Na multidão de Itabaiana, que torcia pelo suicídio do cidadão, havia donas de casa, estudantes, negociantes, crianças, senhoras católicas, moças evangélicas, pessoas que estão longe de apresentar personalidades sádicas e pervertidas, pessoas comuns e surpreendentemente simples. Pensei: seria a tal “banalidade do mal” de que falava a historiadora e filósofa americana de origem alemã Hannah Arendt?

Uns cientistas acham que os indivíduos perdem a capacidade de realizar julgamentos intelectuais e morais quando estão em grupo; portanto, os grupos são perigosos por natureza. Outros garantem que as pessoas têm um impulso inevitável de agir de modo tirânico quando se reúnem coletivamente e detêm poder. No caso do grupo que torcia pela morte do cidadão em Itabaiana, qual a fonte desse poder? Acho que o poder do coletivo, um grupo grande que não tem consciência plena do seu poder de pressão, sem um caminho a seguir, e volta-se para a tirania. Numa multidão, você perde sua identidade e atende ao incentivo para agir destrutivamente.

Nunca presenciei um linchamento, mas lembro que na escola, juntava-me aos colegas para a terrível brincadeira do “corredor polonês”. Os mais fracos eram os mais penalizados pela tortura da crueldade juvenil.

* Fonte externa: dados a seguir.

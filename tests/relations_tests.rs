mod common;

use common::temp_files;
use crudgen::relations::{infer_model, RelationKind, SlugField};
use crudgen::schema::{load_schema, SchemaIntrospector, SqlType};

fn accessors(table: &str) -> Vec<(RelationKind, String)> {
    let snapshot = load_schema(&temp_files::shop_schema_path()).unwrap();
    infer_model(&snapshot, table)
        .unwrap()
        .relations
        .into_iter()
        .map(|r| (r.kind, r.accessor))
        .collect()
}

#[test]
fn test_fixture_loads_with_parameterized_types() {
    let snapshot = load_schema(&temp_files::shop_schema_path()).unwrap();
    assert_eq!(
        snapshot.list_all_tables(),
        vec!["products", "categories", "tags", "product_tag", "reviews", "users"]
    );
    assert_eq!(snapshot.column_type("products", "price"), Some(SqlType::Decimal));
    assert_eq!(snapshot.column_type("products", "name"), Some(SqlType::Varchar));
    assert!(!snapshot.table_exists("orders"));
}

#[test]
fn test_product_inference() {
    let snapshot = load_schema(&temp_files::shop_schema_path()).unwrap();
    let model = infer_model(&snapshot, "products").unwrap();

    assert_eq!(model.fillable.first().map(String::as_str), Some("name"));
    assert!(!model.fillable.contains(&"id".to_string()));
    assert_eq!(model.fillable.len(), 10);
    assert_eq!(
        model.casts,
        vec![
            ("published_at".to_string(), "datetime".to_string()),
            ("attributes".to_string(), "array".to_string()),
            ("created_at".to_string(), "datetime".to_string()),
            ("updated_at".to_string(), "datetime".to_string()),
        ]
    );
    assert_eq!(
        model.slugs,
        vec![SlugField {
            column: "name_slug".to_string(),
            source: "name".to_string(),
        }]
    );
}

#[test]
fn test_product_relations() {
    let relations = accessors("products");
    assert!(relations.contains(&(RelationKind::BelongsTo, "category".to_string())));
    assert!(relations.contains(&(RelationKind::HasMany, "reviews".to_string())));
    assert!(relations.contains(&(RelationKind::BelongsToMany, "tags".to_string())));
    assert_eq!(relations[0], (RelationKind::BelongsTo, "category".to_string()));
}

#[test]
fn test_pivot_relates_both_sides() {
    assert!(accessors("tags").contains(&(RelationKind::BelongsToMany, "products".to_string())));
    assert_eq!(
        accessors("reviews"),
        vec![(RelationKind::BelongsTo, "product".to_string())]
    );
}

#[test]
fn test_table_without_relations() {
    assert!(accessors("users").is_empty());
    let snapshot = load_schema(&temp_files::shop_schema_path()).unwrap();
    assert!(infer_model(&snapshot, "orders").is_none());
}
//! # CLI Module
//!
//! Command-line interface of the `crudgen` binary.
//!
//! ## Commands
//!
//! ### Generation
//!
//! ```bash
//! crudgen model products --factory
//! crudgen repository ProductRepository --model Product --filter-fields name,sku
//! crudgen use-cases Product
//! crudgen actions Product --with-routes
//! crudgen request Product
//! crudgen routes Product
//! crudgen crud products --factory
//! ```
//!
//! Every generation command accepts `--blank` where a model-less variant
//! exists (`use-cases`, `actions`, `request`, `routes`).
//!
//! ### `inspect`
//!
//! Print the fillable list, casts, relations and slug fields inferred for a
//! table:
//!
//! ```bash
//! crudgen inspect products --format yaml
//! ```
//!
//! ### `query`
//!
//! Evaluate filter parameters against a JSON rows file, or print the
//! parameterized SQL they produce:
//!
//! ```bash
//! crudgen query --rows products.json -f price_gt=10 -f tags_in=a,b --per-page 5 --page 2
//! crudgen query --sql --table products -f name_like=lamp
//! ```
//!
//! ### `init`
//!
//! Write a starter `crudgen.toml` into the project root.
//!
//! ## Global Options
//!
//! - `--root <DIR>` - Target project root (default: `.`)
//! - `--config <FILE>` - Configuration file (default: `<root>/crudgen.toml`)
//! - `--schema <FILE>` - Schema snapshot, overriding the configuration
//! - `--yes` / `--no-interaction` - Answer prompts without stdin
//! - `--dry-run` - Report what would be written
//! - `--verbose` - Debug logging

mod commands;

#[cfg(test)]
mod tests;

pub use commands::{model_request, parse_filter, run, run_cli, Cli, Commands, OutputFormat};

O filósofo brasileiro Sérgio Buarque de Holanda escreveu um livro sobre a cordialidade na sociedade brasileira. Ele cunhou a frase “o homem cordial” para definir a personalidade do brasileiro. De fato, cordialidade é um traço forte do caráter nacional, mas pode ser modificado de acordo com as circunstâncias históricas.

No caso de pessoas comuns que ficam berrando para ver um suicídio, desconfio que esse comportamento tem a ver também com um estado de não-realização coletiva, vítimas que são de um mal-estar psicológico, por não possuir o apoio social para controlar o seu destino, por isso têm baixa auto-estima, mais stress e altos níveis de ansiedade e pressão. Se for assim, nosso povo vai mal!